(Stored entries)
--- --- ---

//! Background work dispatch
//!
//! Derived-state work (telemetry fan-out, geofence evaluation, statistics
//! recompute) runs on a fixed pool of workers. Every job for a session is
//! routed to the same worker, so jobs for one session run one at a time and
//! in the order they were queued. Failures are logged and counted, never
//! returned to the ingesting caller.

use crate::geofence::GeofenceEngine;
use crate::stats::StatisticsAggregator;
use crate::TrackerConfig;

use flight_core::{Broadcaster, OperatorId, SessionId, TelemetryPoint};
use flight_metrics::MetricsCollector;
use parking_lot::{Mutex, RwLock};
use serde::Serialize;
use std::collections::hash_map::DefaultHasher;
use std::hash::{Hash, Hasher};
use std::sync::atomic::{AtomicU64, Ordering};
use std::sync::Arc;
use std::time::{Duration, Instant};
use tokio::sync::mpsc;
use tokio::task::JoinHandle;
use tracing::{debug, error, info, warn};

/// Unit of background work, always scoped to one session
#[derive(Debug, Clone)]
pub enum Job {
    /// Push live telemetry to the flight's subscribers
    Broadcast { point: TelemetryPoint },
    /// Evaluate points against danger zones, in the given order
    Geofence {
        operator_id: OperatorId,
        points: Vec<TelemetryPoint>,
    },
    /// Rebuild the session's statistics block
    Recompute,
}

impl Job {
    pub fn name(&self) -> &'static str {
        match self {
            Job::Broadcast { .. } => "broadcast",
            Job::Geofence { .. } => "geofence",
            Job::Recompute => "recompute",
        }
    }
}

struct Envelope {
    session_id: SessionId,
    job: Job,
}

/// Engine statistics
#[derive(Debug, Default, Clone, Serialize)]
pub struct EngineStats {
    pub workers: usize,
    pub jobs_queued: u64,
    pub jobs_completed: u64,
    pub jobs_failed: u64,
    pub jobs_dropped: u64,
}

#[derive(Default)]
struct Counters {
    queued: AtomicU64,
    completed: AtomicU64,
    failed: AtomicU64,
    dropped: AtomicU64,
}

/// Everything a worker needs to run jobs
struct JobContext {
    geofence: Arc<GeofenceEngine>,
    stats: Arc<StatisticsAggregator>,
    broadcaster: Arc<dyn Broadcaster>,
    metrics: Option<Arc<MetricsCollector>>,
    counters: Arc<Counters>,
}

/// Partitioned worker pool for per-session background jobs
pub struct TrackingEngine {
    shards: RwLock<Vec<mpsc::Sender<Envelope>>>,
    workers: Mutex<Vec<JoinHandle<()>>>,
    counters: Arc<Counters>,
    worker_count: usize,
    metrics: Option<Arc<MetricsCollector>>,
}

impl TrackingEngine {
    /// Spawn the workers. Must be called inside a Tokio runtime.
    pub fn start(
        config: &TrackerConfig,
        geofence: Arc<GeofenceEngine>,
        stats: Arc<StatisticsAggregator>,
        broadcaster: Arc<dyn Broadcaster>,
        metrics: Option<Arc<MetricsCollector>>,
    ) -> Self {
        let worker_count = config.engine_workers.max(1);
        let capacity = config.engine_queue_capacity.max(1);
        let counters = Arc::new(Counters::default());
        let context = Arc::new(JobContext {
            geofence,
            stats,
            broadcaster,
            metrics: metrics.clone(),
            counters: counters.clone(),
        });

        let mut shards = Vec::with_capacity(worker_count);
        let mut workers = Vec::with_capacity(worker_count);
        for index in 0..worker_count {
            let (tx, rx) = mpsc::channel(capacity);
            shards.push(tx);
            workers.push(tokio::spawn(run_worker(index, rx, context.clone())));
        }

        info!(workers = worker_count, capacity, "Tracking engine started");

        Self {
            shards: RwLock::new(shards),
            workers: Mutex::new(workers),
            counters,
            worker_count,
            metrics,
        }
    }

    fn shard_for(session_id: &SessionId, shards: usize) -> usize {
        let mut hasher = DefaultHasher::new();
        session_id.hash(&mut hasher);
        (hasher.finish() % shards as u64) as usize
    }

    /// Queue a job for `session_id`.
    ///
    /// Waits only when that worker's queue is full. Jobs submitted after
    /// shutdown are dropped and counted.
    pub async fn submit(&self, session_id: SessionId, job: Job) {
        let sender = {
            let shards = self.shards.read();
            if shards.is_empty() {
                None
            } else {
                Some(shards[Self::shard_for(&session_id, shards.len())].clone())
            }
        };

        let name = job.name();
        let delivered = match sender {
            Some(tx) => {
                self.counters.queued.fetch_add(1, Ordering::Relaxed);
                if tx.send(Envelope { session_id, job }).await.is_ok() {
                    true
                } else {
                    self.counters.queued.fetch_sub(1, Ordering::Relaxed);
                    false
                }
            }
            None => false,
        };

        if !delivered {
            self.counters.dropped.fetch_add(1, Ordering::Relaxed);
            if let Some(metrics) = &self.metrics {
                metrics.record_job_dropped();
            }
            warn!(session_id = %session_id, job = name, "Tracking engine stopped, job dropped");
        }
    }

    pub fn stats(&self) -> EngineStats {
        EngineStats {
            workers: self.worker_count,
            jobs_queued: self.counters.queued.load(Ordering::Relaxed),
            jobs_completed: self.counters.completed.load(Ordering::Relaxed),
            jobs_failed: self.counters.failed.load(Ordering::Relaxed),
            jobs_dropped: self.counters.dropped.load(Ordering::Relaxed),
        }
    }

    /// Jobs queued but not yet finished
    pub fn pending(&self) -> u64 {
        let stats = self.stats();
        stats
            .jobs_queued
            .saturating_sub(stats.jobs_completed + stats.jobs_failed)
    }

    /// Wait until every queued job has finished or `timeout` elapses.
    /// Returns whether the engine went idle.
    pub async fn wait_idle(&self, timeout: Duration) -> bool {
        let deadline = Instant::now() + timeout;
        while self.pending() > 0 {
            if Instant::now() >= deadline {
                return false;
            }
            tokio::time::sleep(Duration::from_millis(5)).await;
        }
        true
    }

    /// Stop accepting jobs, drain the queues and wait for the workers
    pub async fn shutdown(&self) {
        self.shards.write().clear();
        let workers = std::mem::take(&mut *self.workers.lock());

        for worker in workers {
            if let Err(e) = worker.await {
                error!(error = %e, "Tracking engine worker panicked");
            }
        }
        info!("Tracking engine stopped");
    }
}

async fn run_worker(index: usize, mut rx: mpsc::Receiver<Envelope>, context: Arc<JobContext>) {
    debug!(worker = index, "Tracking engine worker started");

    while let Some(Envelope { session_id, job }) = rx.recv().await {
        let name = job.name();
        let started = Instant::now();
        let result = run_job(&context, &session_id, job).await;
        let succeeded = result.is_ok();

        match result {
            Ok(()) => {
                context.counters.completed.fetch_add(1, Ordering::Relaxed);
            }
            Err(e) => {
                context.counters.failed.fetch_add(1, Ordering::Relaxed);
                error!(session_id = %session_id, job = name, error = %e, "Background job failed");
            }
        }
        if let Some(metrics) = &context.metrics {
            metrics.record_job(name, started.elapsed().as_secs_f64(), succeeded);
        }
    }

    debug!(worker = index, "Tracking engine worker stopped");
}

async fn run_job(context: &JobContext, session_id: &SessionId, job: Job) -> crate::TrackerResult<()> {
    match job {
        Job::Broadcast { point } => {
            let delivered = context.broadcaster.publish_telemetry(session_id, &point);
            debug!(session_id = %session_id, delivered, "Telemetry broadcast");
            Ok(())
        }
        Job::Geofence { operator_id, points } => {
            let total = points.len();
            let mut failed = 0;
            // A failed point must not cost the rest of the batch its evaluation
            for point in points {
                if let Err(e) = context
                    .geofence
                    .check_point(session_id, &operator_id, point.position(), point.timestamp)
                    .await
                {
                    failed += 1;
                    warn!(
                        session_id = %session_id,
                        point_id = %point.id,
                        error = %e,
                        "Geofence check failed for point"
                    );
                }
            }
            if failed > 0 {
                return Err(crate::TrackerError::GeofenceIncomplete { failed, total });
            }
            Ok(())
        }
        Job::Recompute => {
            context.stats.recompute(session_id).await?;
            Ok(())
        }
    }
}

// ============================================================================
// TESTS
// ============================================================================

--- --- ---

**ABOUT THIS TASK**.
Only the lines from the top of the data through the line that contains "the flight's subscribers" should be quoted, exactly as they stand.

**REPLY**.
//! Background work dispatch
//!
//! Derived-state work (telemetry fan-out, geofence evaluation, statistics
//! recompute) runs on a fixed pool of workers. Every job for a session is
//! routed to the same worker, so jobs for one session run one at a time and
//! in the order they were queued. Failures are logged and counted, never
//! returned to the ingesting caller.

use crate::geofence::GeofenceEngine;
use crate::stats::StatisticsAggregator;
use crate::TrackerConfig;

use flight_core::{Broadcaster, OperatorId, SessionId, TelemetryPoint};
use flight_metrics::MetricsCollector;
use parking_lot::{Mutex, RwLock};
use serde::Serialize;
use std::collections::hash_map::DefaultHasher;
use std::hash::{Hash, Hasher};
use std::sync::atomic::{AtomicU64, Ordering};
use std::sync::Arc;
use std::time::{Duration, Instant};
use tokio::sync::mpsc;
use tokio::task::JoinHandle;
use tracing::{debug, error, info, warn};

/// Unit of background work, always scoped to one session
#[derive(Debug, Clone)]
pub enum Job {
    /// Push live telemetry to the flight's subscribers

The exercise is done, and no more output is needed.